Despite how technical the hearings have been at times, Green said the week was very insightful for him.
"Even though my son sailed for 13 years, we knew very little about the conditions that he sailed under," Green said.
Notifications failed to reach officials
An official with the American Bureau of Shipping, who inspects ships, testified before the panel Friday morning. The Coast Guard focused on a lot of what ABS knew and didn’t know relating to El Faro before the ship left Jacksonville in September.
During the last round of hearings, work was described about getting El Faro ready for a move to Alaska for a new trade route. ABS said Friday it wasn’t aware of some of the changes.
"ABS was not aware of any weight changes being made on El Faro in 2015, including the addition of fructose tanks," said Thomas Gruber, witness and former group head of loading and stability with ABS. "ABS is required to be notified of those changes so they can make updates to the cargo stability requirements of the ship."

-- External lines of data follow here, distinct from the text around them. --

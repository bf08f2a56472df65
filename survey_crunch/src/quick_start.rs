/*!

# Quick start with Google Forms

This example goes through a complete run, from a form to the summary tables.

**Collecting the responses** Create the survey in Google Forms. The question types map to
the summaries of this crate:

- *Multiple choice* questions with two answers (`Yes`, `No`) are summarized as `yesNo`.
- *Checkboxes* questions are exported as items joined by `;` and summarized as `semicolonLists`.
- *Paragraph* or *Short answer* questions are collected as `freeformText`.
- *Multiple choice grid* questions are exported as one column per row of the grid and summarized
  as `radioQuestions`. The columns of the grid are the options.

After the survey is closed, open the `Responses` tab and download the responses as a CSV file
(or as an Excel file, in which case use `--input-type xlsx`).

**Running the summary** For the built-in "Southeast PA Funding Options" survey:

```bash
survey -i 'Funding options (Responses).csv'
```

The summary is written to a file named after the survey and the current date, for example
`Southeast PA Funding Options 2022-11-14.json`. It contains one table per question and
the description of the spreadsheet tabs (`charts`, `yes_no`, `radio`, `semicolon`,
`freeform_text`, `raw_data`) and of the charts to draw from them.

To only summarize the respondents serving Philadelphia:

```bash
survey -i 'Funding options (Responses).csv' --place Philadelphia
```

The output file is then named `Southeast PA Funding Options 2022-11-14 - Philadelphia.json`.

**Other surveys** Describe the columns of your survey in a configuration file (see the
[configuration section](../manual/index.html#configuration)) and pass it with `--config`:

```bash
survey -c trail_survey.json
```

**Using the library** The same summaries are available from Rust:

```
use survey_crunch::{count_semicolon_list, Cell};

let answers: Vec<Cell> = vec![
    Some("Philadelphia;Bucks County".to_string()),
    None,
    Some("Philadelphia".to_string()),
];
let counts = count_semicolon_list(&answers);
assert_eq!(counts.get("Philadelphia"), Some(2));
assert_eq!(counts.get("Bucks County"), Some(1));
```

*/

The added fructose tanks were less than 2 percent of the ship's weight, and according to TOTE, is not something they would have to report.
"I would guess that TOTE made these tanks under 2 percent so they didn’t have to go through the process of recertifying stability and trim, said Sullivan.
There were also issues with the scuttles on the ship.
"Scuttles on the ship were required to be weather tight, not water tight. Because of that, it's possible that water can get into the hull of the ship, even if the scuttle is closed," said Gruber.
"During the first two weeks of the incident, we got all of TOTE’s best witnesses when they said safety is always job one," said Sullivan. "Captain Hearn came in and said maybe that’s not the case. Sometimes they let safety slide in light of other concerns."